“我们都是农民”。先前听过另一句:“本质上就是个农民。”喜欢这话。
可爱吗?不扯,想不到自己与之有关。几十年活下来,甘愿接受的话:亲,不爱你。
东晋郝隆怀敞曝日,晒书。敢学这范儿?自己晒个啥?当年割麦锄草,地旷无遮,日毒之狠,使喜阴沉至今。
《今生今世》里的农村各季节描绘,就是个读得玩,心里是一点也不当回事的。在农村呆过些时日的张爱玲看过就说“尽往好处写。”
说农民好话,同情话,像柴静,像那个不干演员去山里支教的女孩,几十年办学偏远送出了一个又一个小孩出山上了大学的女人...... 总觉得更是在说自己的好话,同情话,是对自己好。原因:“我们都是农民”“我们本质上是农民”。
在大陆,上完高中,头已翘起:识字断文的人了。读到“读死书害己,一出口就害人”,才缩了头。忽然觉得,身处的世界不过两类情形:识字的木讷和不识字韵木讷。
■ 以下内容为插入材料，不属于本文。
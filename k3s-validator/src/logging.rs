//! Logging initialization for k3s-validator.
//!
//! Configures `tracing-subscriber` based on the `[general]` section
//! of `ValidatorConfig` and the trace tier selected on the command line.
//! Log lines go to stderr so that stdout carries only the report.

use anyhow::Result;
use tracing_subscriber::EnvFilter;
use tracing_subscriber::layer::SubscriberExt;
use tracing_subscriber::util::SubscriberInitExt;

use k3s_validator_core::TraceLevel;
use k3s_validator_core::config::GeneralConfig;

/// Filter directive for the configured level and trace tier.
///
/// `--verbose` and `--debug` need `debug` output from the validator crates;
/// `--debug-all` opens everything up to `trace`.
pub fn filter_directive(log_level: &str, trace: TraceLevel) -> String {
    match trace {
        TraceLevel::Off => log_level.to_owned(),
        TraceLevel::Verbose | TraceLevel::Debug => format!(
            "{log_level},k3s_validator=debug,k3s_validator_core=debug,k3s_validator_cluster=debug"
        ),
        TraceLevel::DebugAll => "trace".to_owned(),
    }
}

/// Initialize the global tracing subscriber.
///
/// Must be called exactly once, before any tracing macros are used.
/// `RUST_LOG` takes precedence over both the config and the trace tier.
///
/// # Formats
///
/// * `"json"` - Machine-parseable JSON lines
/// * `"pretty"` - Human-readable output (default)
pub fn init_tracing(config: &GeneralConfig, trace: TraceLevel) -> Result<()> {
    let env_filter = EnvFilter::try_from_default_env()
        .unwrap_or_else(|_| EnvFilter::new(filter_directive(&config.log_level, trace)));

    match config.log_format.as_str() {
        "json" => {
            tracing_subscriber::registry()
                .with(env_filter)
                .with(
                    tracing_subscriber::fmt::layer()
                        .json()
                        .with_writer(std::io::stderr),
                )
                .try_init()
                .map_err(|e| {
                    anyhow::anyhow!("failed to initialize JSON tracing subscriber: {}", e)
                })?;
        }
        "pretty" => {
            tracing_subscriber::registry()
                .with(env_filter)
                .with(
                    tracing_subscriber::fmt::layer()
                        .pretty()
                        .with_writer(std::io::stderr),
                )
                .try_init()
                .map_err(|e| {
                    anyhow::anyhow!("failed to initialize pretty tracing subscriber: {}", e)
                })?;
        }
        _ => {
            return Err(anyhow::anyhow!(
                "unknown log format '{}', expected 'json' or 'pretty'",
                config.log_format
            ));
        }
    }

    Ok(())
}
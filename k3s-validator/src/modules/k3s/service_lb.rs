//! ServiceLB (klipper-lb): `LoadBalancer` services backed by per-node
//! `svclb-*` pods that forward host ports.

use std::collections::BTreeSet;

use k3s_validator_cluster::{
    ClusterClient, ClusterError, Condition, KUBE_SYSTEM, NodeInfo, SVCLB_SERVICE_LABEL,
    ServiceKind, ServiceState,
};
use k3s_validator_core::Category;

use crate::context::{ModuleContext, Verdict};
use crate::error::ModuleError;
use crate::module::{ModuleInfo, TestModule};
use crate::modules::support::WebBackend;

static INFO: ModuleInfo = ModuleInfo::new(
    Category::K3sSpecific,
    "service-lb",
    "LoadBalancer services get node IPs through svclb pods",
);

const DEPENDENT: [&str; 2] = ["svclb-per-node", "lb-ip-matches-nodes"];

pub struct ServiceLb;

impl<C: ClusterClient> TestModule<C> for ServiceLb {
    fn info(&self) -> &ModuleInfo {
        &INFO
    }

    async fn run(&self, ctx: &ModuleContext<C>) -> Result<(), ModuleError> {
        let backend = ctx
            .setup(
                "lb-service",
                WebBackend::deploy(ctx, "svclb", 1, ServiceKind::LoadBalancer),
            )
            .await?;
        let Some(backend) = backend else {
            ctx.skip_all(&DEPENDENT, "load balancer backend could not be deployed");
            return Ok(());
        };

        let outcome = async {
            let Some(service) = ctx.setup("lb-service", assigned(ctx, &backend)).await? else {
                ctx.skip_all(&DEPENDENT, "no external IP assigned");
                return Ok(());
            };
            ctx.pass(
                "lb-service",
                format!("{} assigned {}", service.name, service.load_balancer_ips.join(", ")),
            );

            let nodes = ctx.client().list_nodes().await?;
            ctx.check("svclb-per-node", per_node(ctx, &backend.name, &nodes))
                .await?;
            ctx.check("lb-ip-matches-nodes", async {
                Ok(ip_verdict(&service, &nodes))
            })
            .await?;
            Ok::<(), ModuleError>(())
        }
        .await;
        backend.teardown(ctx).await;
        outcome
    }
}

async fn assigned<C: ClusterClient>(
    ctx: &ModuleContext<C>,
    backend: &WebBackend,
) -> Result<ServiceState, ClusterError> {
    ctx.wait(
        &backend.service,
        Condition::LoadBalancerAssigned,
        ctx.timeouts().load_balancer(),
    )
    .await?;
    ctx.client()
        .get_service(ctx.namespace(), &backend.name)
        .await
}

async fn per_node<C: ClusterClient>(
    ctx: &ModuleContext<C>,
    service: &str,
    nodes: &[NodeInfo],
) -> Result<Verdict, ClusterError> {
    let selector = format!("{SVCLB_SERVICE_LABEL}={service}");
    let pods = ctx.client().list_pods(KUBE_SYSTEM, Some(&selector)).await?;
    let covered: BTreeSet<&str> = pods.iter().filter_map(|p| p.node.as_deref()).collect();
    Ok(coverage_verdict(&covered, nodes))
}

fn coverage_verdict(covered: &BTreeSet<&str>, nodes: &[NodeInfo]) -> Verdict {
    let uncovered: Vec<&str> = nodes
        .iter()
        .filter(|n| n.is_schedulable() && !covered.contains(n.name.as_str()))
        .map(|n| n.name.as_str())
        .collect();
    if covered.is_empty() {
        Verdict::Fail("no svclb pods scheduled".to_owned())
    } else if uncovered.is_empty() {
        Verdict::Pass(format!("svclb pods on {} node(s)", covered.len()))
    } else {
        Verdict::Fail(format!("no svclb pod on {}", uncovered.join(", ")))
    }
}

fn ip_verdict(service: &ServiceState, nodes: &[NodeInfo]) -> Verdict {
    let node_ips: BTreeSet<&str> = nodes.iter().filter_map(|n| n.internal_ip.as_deref()).collect();
    let foreign: Vec<&str> = service
        .load_balancer_ips
        .iter()
        .map(String::as_str)
        .filter(|ip| !node_ips.contains(ip))
        .collect();
    if foreign.is_empty() {
        Verdict::Pass("external IPs are node addresses".to_owned())
    } else {
        Verdict::Warn(format!(
            "external IPs {} are not node addresses, another load balancer may be installed",
            foreign.join(", ")
        ))
    }
}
荡不出对所遇农村农民的好感点滴时,正是看不到自己一点是的时候。记忆里面对农民的木咕(南京话,猜是这“咕”)时,也见到了自己。
“滚一身泥巴,练一颗红心”的简言之:去木咕。变成教导为:再教育。
有了大学并不使智和网也能成罗网的见识以来,又一次看到“我们都是农民”“我们本质上是农民”。
胡兰成的《今生今世》,美美地走向质朴。鲁迅的《故乡》,苦苦地走向质朴。木讷木咕说好听了就是质朴。“农民农村很质朴”,也是在说:我很质朴。
当我不糊塗时,不以为自己曾下放。文革中见识到的学生行凶,四只眼们的发狠,逊于太平军义和拳?那时自己才小学二三年级,不也学着大班的学生,在“右派”的背上拍了几巴掌吗?
逾长,逾分不出什么城乡差别,劳体差别在那儿。
竟把这三观带进欧美!见识到诸如玲兰听风的医外弄文此精的脑容和wuliwa 字画文章的年轻靓丽,才明白,自己是下放的知青,即“本质上就是个农民。”当然,中国那方的。